» DESCRIPTION OF THE TASK: Would you copy each line of the records that includes the word "cloned"?
* * * * * * *
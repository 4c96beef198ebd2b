//! Canonical clip data model: keyframes, curves, curve bindings and clips.
//!
//! Keyframes are plain `Copy` values. Edits never reach into a curve's
//! storage; a changed key is built with the `with_*` helpers and swapped in
//! through [`Curve::move_key`], which re-checks the ordering invariant.

use std::fmt;

use indexmap::IndexMap;
use serde::{Deserialize, Serialize};

use crate::error::{LoopFixError, Result};

/// How a key's tangent on one side is derived.
#[derive(Clone, Copy, Debug, Default, PartialEq, Eq, Hash, Serialize, Deserialize)]
#[serde(rename_all = "camelCase")]
pub enum TangentMode {
    /// Tangent is authored and kept as stored.
    #[default]
    Free,
    /// Smooth tangent recomputed from neighbouring keys.
    Auto,
    /// Like `Auto` but flattened at extrema and clamped against overshoot.
    ClampedAuto,
    /// Points straight at the neighbouring key.
    Linear,
    /// Holds the value until the next key.
    Constant,
}

impl TangentMode {
    /// True for the modes the smoother recomputes.
    #[inline]
    pub fn is_auto(self) -> bool {
        matches!(self, TangentMode::Auto | TangentMode::ClampedAuto)
    }
}

/// Engine wrap mode carried by a clip. Copied verbatim on duplication.
#[derive(Clone, Copy, Debug, Default, PartialEq, Eq, Hash, Serialize, Deserialize)]
#[serde(rename_all = "camelCase")]
pub enum WrapMode {
    #[default]
    Default,
    Once,
    Loop,
    PingPong,
    ClampForever,
}

/// A single (time, value, tangent) sample on a curve.
#[derive(Clone, Copy, Debug, PartialEq, Serialize, Deserialize)]
#[serde(rename_all = "camelCase")]
pub struct Keyframe {
    /// Time in seconds from clip start.
    pub time: f32,
    pub value: f32,
    #[serde(default)]
    pub in_tangent: f32,
    #[serde(default)]
    pub out_tangent: f32,
    #[serde(default)]
    pub left_mode: TangentMode,
    #[serde(default)]
    pub right_mode: TangentMode,
}

impl Keyframe {
    /// Key with flat, free tangents.
    pub fn new(time: f32, value: f32) -> Self {
        Self {
            time,
            value,
            in_tangent: 0.0,
            out_tangent: 0.0,
            left_mode: TangentMode::Free,
            right_mode: TangentMode::Free,
        }
    }

    #[must_use]
    pub fn with_value(self, value: f32) -> Self {
        Self { value, ..self }
    }

    #[must_use]
    pub fn with_tangents(self, in_tangent: f32, out_tangent: f32) -> Self {
        Self {
            in_tangent,
            out_tangent,
            ..self
        }
    }

    #[must_use]
    pub fn with_modes(self, left_mode: TangentMode, right_mode: TangentMode) -> Self {
        Self {
            left_mode,
            right_mode,
            ..self
        }
    }
}

/// Time-ordered sequence of keyframes for one animated property.
#[derive(Clone, Debug, Default, PartialEq, Serialize)]
#[serde(transparent)]
pub struct Curve {
    keys: Vec<Keyframe>,
}

impl Curve {
    /// Build a curve, rejecting non-finite samples and non-ascending times.
    pub fn new(keys: Vec<Keyframe>) -> Result<Self> {
        validate_keys(&keys)?;
        Ok(Self { keys })
    }

    /// Convenience for scalar (time, value) pairs with flat tangents.
    pub fn from_points(points: &[(f32, f32)]) -> Result<Self> {
        Self::new(points.iter().map(|&(t, v)| Keyframe::new(t, v)).collect())
    }

    pub fn empty() -> Self {
        Self::default()
    }

    #[inline]
    pub fn keys(&self) -> &[Keyframe] {
        &self.keys
    }

    #[inline]
    pub fn len(&self) -> usize {
        self.keys.len()
    }

    #[inline]
    pub fn is_empty(&self) -> bool {
        self.keys.is_empty()
    }

    #[inline]
    pub fn key(&self, index: usize) -> Option<&Keyframe> {
        self.keys.get(index)
    }

    #[inline]
    pub fn first(&self) -> Option<&Keyframe> {
        self.keys.first()
    }

    #[inline]
    pub fn last(&self) -> Option<&Keyframe> {
        self.keys.last()
    }

    /// Replace the key at `index` wholesale. The replacement must keep the
    /// curve's times strictly ascending.
    pub fn move_key(&mut self, index: usize, key: Keyframe) -> Result<()> {
        let len = self.keys.len();
        if index >= len {
            return Err(LoopFixError::invalid_curve(format!(
                "key index {index} out of range for curve of {len} keys"
            )));
        }
        if !key.time.is_finite() || !key.value.is_finite() {
            return Err(LoopFixError::invalid_curve(format!(
                "key {index} must have finite time and value"
            )));
        }
        if index > 0 && self.keys[index - 1].time >= key.time {
            return Err(LoopFixError::invalid_curve(format!(
                "key {index} at t={} would not follow t={}",
                key.time,
                self.keys[index - 1].time
            )));
        }
        if index + 1 < len && self.keys[index + 1].time <= key.time {
            return Err(LoopFixError::invalid_curve(format!(
                "key {index} at t={} would not precede t={}",
                key.time,
                self.keys[index + 1].time
            )));
        }
        self.keys[index] = key;
        Ok(())
    }

    /// Copy of the first `len` keys. Ordering is inherited from `self`.
    pub fn prefix(&self, len: usize) -> Curve {
        let len = len.min(self.keys.len());
        Curve {
            keys: self.keys[..len].to_vec(),
        }
    }

    /// Time span covered by the keys (zero for fewer than two keys).
    pub fn duration(&self) -> f32 {
        match (self.keys.first(), self.keys.last()) {
            (Some(a), Some(b)) => b.time - a.time,
            _ => 0.0,
        }
    }

    /// Difference between the last and first values; zero on a closed loop.
    pub fn seam_gap(&self) -> f32 {
        match (self.keys.first(), self.keys.last()) {
            (Some(a), Some(b)) => b.value - a.value,
            _ => 0.0,
        }
    }
}

fn validate_keys(keys: &[Keyframe]) -> Result<()> {
    let mut last = f32::NEG_INFINITY;
    for (i, k) in keys.iter().enumerate() {
        if !k.time.is_finite() || !k.value.is_finite() {
            return Err(LoopFixError::invalid_curve(format!(
                "key {i} must have finite time and value"
            )));
        }
        if k.time <= last {
            return Err(LoopFixError::invalid_curve(format!(
                "key times must be strictly ascending (key {i} at t={} after t={last})",
                k.time
            )));
        }
        last = k.time;
    }
    Ok(())
}

/// Identifies one animated property within a clip.
#[derive(Clone, Debug, Default, PartialEq, Eq, Hash, PartialOrd, Ord, Serialize, Deserialize)]
#[serde(rename_all = "camelCase")]
pub struct CurveBinding {
    /// Transform path relative to the animated root ("" for the root itself).
    #[serde(default)]
    pub path: String,
    /// Animated property, e.g. "RootT.x" or "m_LocalPosition.y".
    pub property_name: String,
    /// Component type the property lives on, e.g. "Animator".
    #[serde(rename = "type", default)]
    pub type_name: String,
}

impl CurveBinding {
    pub fn new(
        path: impl Into<String>,
        property_name: impl Into<String>,
        type_name: impl Into<String>,
    ) -> Self {
        Self {
            path: path.into(),
            property_name: property_name.into(),
            type_name: type_name.into(),
        }
    }

    /// Root-level Animator property (the common case for humanoid muscles).
    pub fn animator(property_name: impl Into<String>) -> Self {
        Self::new("", property_name, "Animator")
    }
}

impl fmt::Display for CurveBinding {
    fn fmt(&self, f: &mut fmt::Formatter<'_>) -> fmt::Result {
        if self.path.is_empty() {
            write!(f, "{}", self.property_name)
        } else {
            write!(f, "{}:{}", self.path, self.property_name)
        }
    }
}

/// Clip-level metadata copied on duplication.
#[derive(Clone, Debug, PartialEq, Serialize, Deserialize)]
#[serde(rename_all = "camelCase")]
pub struct ClipSettings {
    pub name: String,
    pub frame_rate: f32,
    pub wrap_mode: WrapMode,
}

/// Named mapping from curve binding to curve, in insertion order.
#[derive(Clone, Debug, PartialEq)]
pub struct AnimationClip {
    pub name: String,
    pub frame_rate: f32,
    pub wrap_mode: WrapMode,
    curves: IndexMap<CurveBinding, Curve>,
}

impl AnimationClip {
    pub fn new(name: impl Into<String>, frame_rate: f32, wrap_mode: WrapMode) -> Self {
        Self {
            name: name.into(),
            frame_rate,
            wrap_mode,
            curves: IndexMap::new(),
        }
    }

    pub fn settings(&self) -> ClipSettings {
        ClipSettings {
            name: self.name.clone(),
            frame_rate: self.frame_rate,
            wrap_mode: self.wrap_mode,
        }
    }

    pub fn bindings(&self) -> impl Iterator<Item = &CurveBinding> {
        self.curves.keys()
    }

    pub fn curves(&self) -> impl Iterator<Item = (&CurveBinding, &Curve)> {
        self.curves.iter()
    }

    pub fn curve(&self, binding: &CurveBinding) -> Option<&Curve> {
        self.curves.get(binding)
    }

    /// Find a curve by property name alone (first match in binding order).
    pub fn curve_by_property(&self, property_name: &str) -> Option<&Curve> {
        self.curves
            .iter()
            .find(|(b, _)| b.property_name == property_name)
            .map(|(_, c)| c)
    }

    /// Write or delete a curve. Existing bindings keep their position.
    pub fn set_curve(&mut self, binding: CurveBinding, curve: Option<Curve>) -> Option<Curve> {
        match curve {
            Some(curve) => self.curves.insert(binding, curve),
            None => self.curves.shift_remove(&binding),
        }
    }

    pub fn curve_count(&self) -> usize {
        self.curves.len()
    }

    /// Longest curve span in the clip.
    pub fn length_seconds(&self) -> f32 {
        self.curves
            .values()
            .filter_map(|c| c.last().map(|k| k.time))
            .fold(0.0, f32::max)
    }
}
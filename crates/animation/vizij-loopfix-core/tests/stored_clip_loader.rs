use vizij_loopfix_core::{
    clip_to_json, parse_clip_json, CurveBinding, LoopFixError, TangentMode, WrapMode,
};

#[test]
fn parses_walk_cycle_fixture() {
    let json = vizij_test_fixtures::clips::json("walk-cycle").expect("load walk-cycle fixture");
    let clip = parse_clip_json(&json).expect("parse walk-cycle");

    assert_eq!(clip.name, "Walk");
    assert_eq!(clip.frame_rate, 30.0);
    assert_eq!(clip.wrap_mode, WrapMode::Loop);
    assert_eq!(clip.curve_count(), 11);

    // bindings keep document order
    let first = clip.bindings().next().unwrap();
    assert_eq!(first, &CurveBinding::animator("RootT.x"));

    let hips = clip
        .curve(&CurveBinding::new(
            "Armature/Hips",
            "m_LocalPosition.y",
            "Transform",
        ))
        .expect("hips curve");
    assert_eq!(hips.len(), 13);
    assert!((hips.duration() - 0.4).abs() < 1e-5);
    assert!((clip.length_seconds() - 0.4).abs() < 1e-5);
}

#[test]
fn written_document_parses_back_to_same_clip() {
    let json = vizij_test_fixtures::clips::json("mixed-lengths").expect("load mixed-lengths");
    let clip = parse_clip_json(&json).unwrap();
    let text = clip_to_json(&clip).unwrap();
    assert!(text.contains("\"wrapMode\": \"pingPong\""));
    assert!(text.contains("\"leftMode\": \"free\""));
    assert_eq!(parse_clip_json(&text).unwrap(), clip);
}

#[test]
fn tangent_modes_are_read_from_keys() {
    let clip = parse_clip_json(
        r#"{ "name": "T", "frameRate": 24, "wrapMode": "clampForever", "curves": [
            { "propertyName": "x", "keys": [
                { "time": 0, "value": 0, "inTangent": 1.5, "outTangent": 2, "leftMode": "linear", "rightMode": "clampedAuto" }
            ] }
        ] }"#,
    )
    .unwrap();
    let key = clip.curve_by_property("x").unwrap().keys()[0];
    assert_eq!(key.left_mode, TangentMode::Linear);
    assert_eq!(key.right_mode, TangentMode::ClampedAuto);
    assert_eq!(key.out_tangent, 2.0);
    assert_eq!(clip.wrap_mode, WrapMode::ClampForever);
}

#[test]
fn rejects_bad_documents() {
    assert!(matches!(
        parse_clip_json("{ not json"),
        Err(LoopFixError::Store { .. })
    ));
    assert!(matches!(
        parse_clip_json(r#"{ "name": "Z", "frameRate": 0 }"#),
        Err(LoopFixError::InvalidInput { .. })
    ));
}
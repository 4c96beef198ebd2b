//! Interpolation and easing helpers used by the loop blender.

pub mod functions;

pub use functions::{ease_in_out_quad, lerp_clamped, lerp_f32};
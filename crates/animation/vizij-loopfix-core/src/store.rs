//! Host storage contract for clips.
//!
//! Editors and file-backed tools implement [`ClipStore`]; the blender and
//! clipper only ever talk to clips through it. [`MemoryClipStore`] is the
//! in-process implementation used by tests and by the CLI's directory store.

use indexmap::IndexMap;

use crate::data::{AnimationClip, ClipSettings, Curve, CurveBinding, WrapMode};
use crate::error::{LoopFixError, Result};
use crate::ids::{ClipId, IdAllocator};

/// Operations the core needs from its host.
pub trait ClipStore {
    /// All curve bindings of a clip, in the clip's order.
    fn curve_bindings(&self, clip: ClipId) -> Result<Vec<CurveBinding>>;

    /// Curve for a binding, or `None` when the clip has no such binding.
    fn curve(&self, clip: ClipId, binding: &CurveBinding) -> Result<Option<Curve>>;

    /// Write a curve; `None` deletes the binding.
    fn set_curve(&mut self, clip: ClipId, binding: &CurveBinding, curve: Option<Curve>)
        -> Result<()>;

    /// Name, frame rate and wrap mode of a clip.
    fn clip_settings(&self, clip: ClipId) -> Result<ClipSettings>;

    /// Create an empty clip.
    fn create_clip(&mut self, name: &str, frame_rate: f32, wrap_mode: WrapMode) -> Result<ClipId>;

    /// Commit a clip to durable storage.
    fn persist(&mut self, clip: ClipId) -> Result<()>;
}

#[derive(Debug)]
struct Entry {
    clip: AnimationClip,
    persisted: bool,
}

/// Clips held in memory. `persist` only marks the clip as committed.
#[derive(Debug, Default)]
pub struct MemoryClipStore {
    ids: IdAllocator,
    clips: IndexMap<ClipId, Entry>,
}

impl MemoryClipStore {
    pub fn new() -> Self {
        Self::default()
    }

    /// Take ownership of an existing clip and return its handle.
    pub fn insert(&mut self, clip: AnimationClip) -> ClipId {
        let id = self.ids.alloc_clip();
        self.clips.insert(
            id,
            Entry {
                clip,
                persisted: false,
            },
        );
        id
    }

    pub fn get(&self, id: ClipId) -> Option<&AnimationClip> {
        self.clips.get(&id).map(|e| &e.clip)
    }

    pub fn is_persisted(&self, id: ClipId) -> bool {
        self.clips.get(&id).is_some_and(|e| e.persisted)
    }

    pub fn len(&self) -> usize {
        self.clips.len()
    }

    pub fn is_empty(&self) -> bool {
        self.clips.is_empty()
    }

    fn entry(&self, id: ClipId) -> Result<&Entry> {
        self.clips.get(&id).ok_or(LoopFixError::UnknownClip { id })
    }

    fn entry_mut(&mut self, id: ClipId) -> Result<&mut Entry> {
        self.clips
            .get_mut(&id)
            .ok_or(LoopFixError::UnknownClip { id })
    }
}

impl ClipStore for MemoryClipStore {
    fn curve_bindings(&self, clip: ClipId) -> Result<Vec<CurveBinding>> {
        Ok(self.entry(clip)?.clip.bindings().cloned().collect())
    }

    fn curve(&self, clip: ClipId, binding: &CurveBinding) -> Result<Option<Curve>> {
        Ok(self.entry(clip)?.clip.curve(binding).cloned())
    }

    fn set_curve(
        &mut self,
        clip: ClipId,
        binding: &CurveBinding,
        curve: Option<Curve>,
    ) -> Result<()> {
        let entry = self.entry_mut(clip)?;
        entry.clip.set_curve(binding.clone(), curve);
        entry.persisted = false;
        Ok(())
    }

    fn clip_settings(&self, clip: ClipId) -> Result<ClipSettings> {
        Ok(self.entry(clip)?.clip.settings())
    }

    fn create_clip(&mut self, name: &str, frame_rate: f32, wrap_mode: WrapMode) -> Result<ClipId> {
        Ok(self.insert(AnimationClip::new(name, frame_rate, wrap_mode)))
    }

    fn persist(&mut self, clip: ClipId) -> Result<()> {
        self.entry_mut(clip)?.persisted = true;
        Ok(())
    }
}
* * * * * * *
» THE COMPLETED TASK:
        Ok(self.entry(clip)?.clip.bindings().cloned().collect())
        Ok(self.entry(clip)?.clip.curve(binding).cloned())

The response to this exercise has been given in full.